Twenty-first century climatic warming is projected to be greatest in high-latitude areas of the Northern Hemisphere. IPCC AR5 climate models project that global mean surface temperatures are likely to increase by 0.3 °C to 4.8 °C by the end of the 21st century relative to 1986-2005, with a very high confidence that the Arctic region will warm more rapidly. Projected temperature increases over the Arctic land region have central estimates of 1.9 °C (RCP2.6), 3.9 °C (RCP4.5), 4.5 °C (RCP6.0) and 7.5 °C (RCP8.5)1. The implications for ecosystem structure and carbon budgets at high latitudes are likely to be of global importance through biosphere-climate feedbacks that have the potential to either accelerate or dampen the global warming effect2. Zones of permafrost have retreated rapidly poleward in recent decades, evidenced by the widespread development of degradation features such as thaw lakes3, increased active layer thickness4 and in some locations the complete disappearance of permafrost5,6.

Given their relatively small global areal extent, permafrost peatlands are disproportionately important to the future of global-scale ecosystem-climate feedbacks. Organic-rich permafrost peat stores approximately 277 Pg of carbon (C)7, equivalent to 14% of the global soil C store8. Until recently this huge soil C store has been rendered effectively inert, protected from decomposition by lethargic microbial activity in frozen soil conditions. The prospect of widespread permafrost thaw leaves this C store vulnerable to rapid decomposition, with a huge reciprocal global warming potential from increased fluxes of greenhouse carbon gases (GHGs) – chiefly CH4 from waterlogged soil conditions – to the atmosphere9. However, this global warming effect may be partially compensated or even outweighed entirely by increased CO2 sequestration through newly-invigorated ecosystem productivity and peat accumulation10.

Contemporary GHG flux rates from degrading permafrost peatlands, and their relationships to highly localised water-table and temperature measurements, have only been intensively monitored since the 1990s6. A dearth of palaeoecological studies into the response of permafrost peatlands to climatic change during the instrumental period (i.e., the last 100–150 years) leaves the future of degrading permafrost peatlands, and their likely feedbacks to the global climate system, highly unclear.

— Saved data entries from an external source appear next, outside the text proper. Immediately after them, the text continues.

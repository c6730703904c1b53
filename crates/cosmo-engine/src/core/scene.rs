use glam::Vec3;
use crate::api::types::EntityId;
use crate::components::node::Node;

/// Simple node storage using a flat Vec.
/// Designed for small-to-medium node counts (hundreds, not millions).
pub struct Scene {
    nodes: Vec<Node>,
}

/// A half-line in world space. `dir` is expected to be normalized.
#[derive(Debug, Clone, Copy, PartialEq)]
pub struct Ray {
    pub origin: Vec3,
    pub dir: Vec3,
}

impl Ray {
    pub fn new(origin: Vec3, dir: Vec3) -> Self {
        Self { origin, dir: dir.normalize_or_zero() }
    }

    pub fn at(&self, t: f32) -> Vec3 {
        self.origin + self.dir * t
    }

    /// Distance along the ray to the first intersection with a sphere, if any.
    /// A ray starting inside the sphere hits at its exit point.
    pub fn intersect_sphere(&self, center: Vec3, radius: f32) -> Option<f32> {
        let oc = self.origin - center;
        let b = oc.dot(self.dir);
        let c = oc.length_squared() - radius * radius;
        let disc = b * b - c;
        if disc < 0.0 {
            return None;
        }
        let sqrt_disc = disc.sqrt();
        let near = -b - sqrt_disc;
        if near >= 0.0 {
            return Some(near);
        }
        let far = -b + sqrt_disc;
        (far >= 0.0).then_some(far)
    }
}

/// Result of a successful scene raycast.
#[derive(Debug, Clone, Copy, PartialEq)]
pub struct RayHit {
    pub id: EntityId,
    pub distance: f32,
    pub point: Vec3,
}

impl Scene {
    pub fn new() -> Self {
        Self {
            nodes: Vec::with_capacity(256),
        }
    }

    /// Create a scene with a specific node capacity.
    pub fn with_capacity(capacity: usize) -> Self {
        Self {
            nodes: Vec::with_capacity(capacity),
        }
    }

    /// Add a node to the scene.
    pub fn spawn(&mut self, node: Node) {
        self.nodes.push(node);
    }

    /// Get a reference to a node by ID.
    pub fn get(&self, id: EntityId) -> Option<&Node> {
        self.nodes.iter().find(|n| n.id == id)
    }

    /// Get a mutable reference to a node by ID.
    pub fn get_mut(&mut self, id: EntityId) -> Option<&mut Node> {
        self.nodes.iter_mut().find(|n| n.id == id)
    }

    /// Iterate over all nodes.
    pub fn iter(&self) -> impl Iterator<Item = &Node> {
        self.nodes.iter()
    }

    /// Iterate over all nodes mutably.
    pub fn iter_mut(&mut self) -> impl Iterator<Item = &mut Node> {
        self.nodes.iter_mut()
    }

    /// Find the first node with the given tag.
    pub fn find_by_tag(&self, tag: &str) -> Option<&Node> {
        self.nodes.iter().find(|n| n.tag == tag)
    }

    /// Find all nodes with the given tag.
    pub fn find_all_by_tag(&self, tag: &str) -> Vec<&Node> {
        self.nodes.iter().filter(|n| n.tag == tag).collect()
    }

    /// Cast a ray against every visible, pickable node's bounding sphere.
    /// The nearest hit wins.
    pub fn raycast(&self, ray: &Ray) -> Option<RayHit> {
        let mut best: Option<RayHit> = None;
        for node in &self.nodes {
            if !node.visible {
                continue;
            }
            let Some(radius) = node.pick_radius else { continue };
            if let Some(t) = ray.intersect_sphere(node.pos, radius) {
                if best.map_or(true, |b| t < b.distance) {
                    best = Some(RayHit { id: node.id, distance: t, point: ray.at(t) });
                }
            }
        }
        best
    }

    /// Number of nodes in the scene.
    pub fn len(&self) -> usize {
        self.nodes.len()
    }

    /// Whether the scene is empty.
    pub fn is_empty(&self) -> bool {
        self.nodes.is_empty()
    }

    /// Clear all nodes.
    pub fn clear(&mut self) {
        self.nodes.clear();
    }
}

impl Default for Scene {
    fn default() -> Self {
        Self::new()
    }
}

The Abisko region of northern Sweden (Supplementary material 1) is an area characterised by currently degrading permafrost peat11,12. Abisko has experienced rapid warming during the twentieth century13; mean annual air temperature exceeded the 0 °C threshold around AD 2000 leaving the region beyond the climatic envelope that can sustain permafrost. Climate model projections suggest continued marked temperature increases in the near future (Supplementary material 2). Active-layer deepening and increase in surface wetness through thawing of permafrost are both coincident with the sharp temperature rise in the last ~30 years (Fig. 1).

Figure 1
Figure 1

Recent changes in the Abisko region (a) deepening of the active layer since the 1980s (data from4,26). (b) Rapid shift to wetter conditions in an Arctic fen starting at ~1980 (this study, reconstructed using testate amoebae – see Fig. 2), blue line shows a locally-weighted scatterplot smoothing function; s.u. = standardised water table units25. (c) Annual maximum temperature from Abisko showing two distinct periods of warming in the twentieth century (see Supplementary material 1 and 2); the red line shows a locally-weighted scatterplot smoothing function.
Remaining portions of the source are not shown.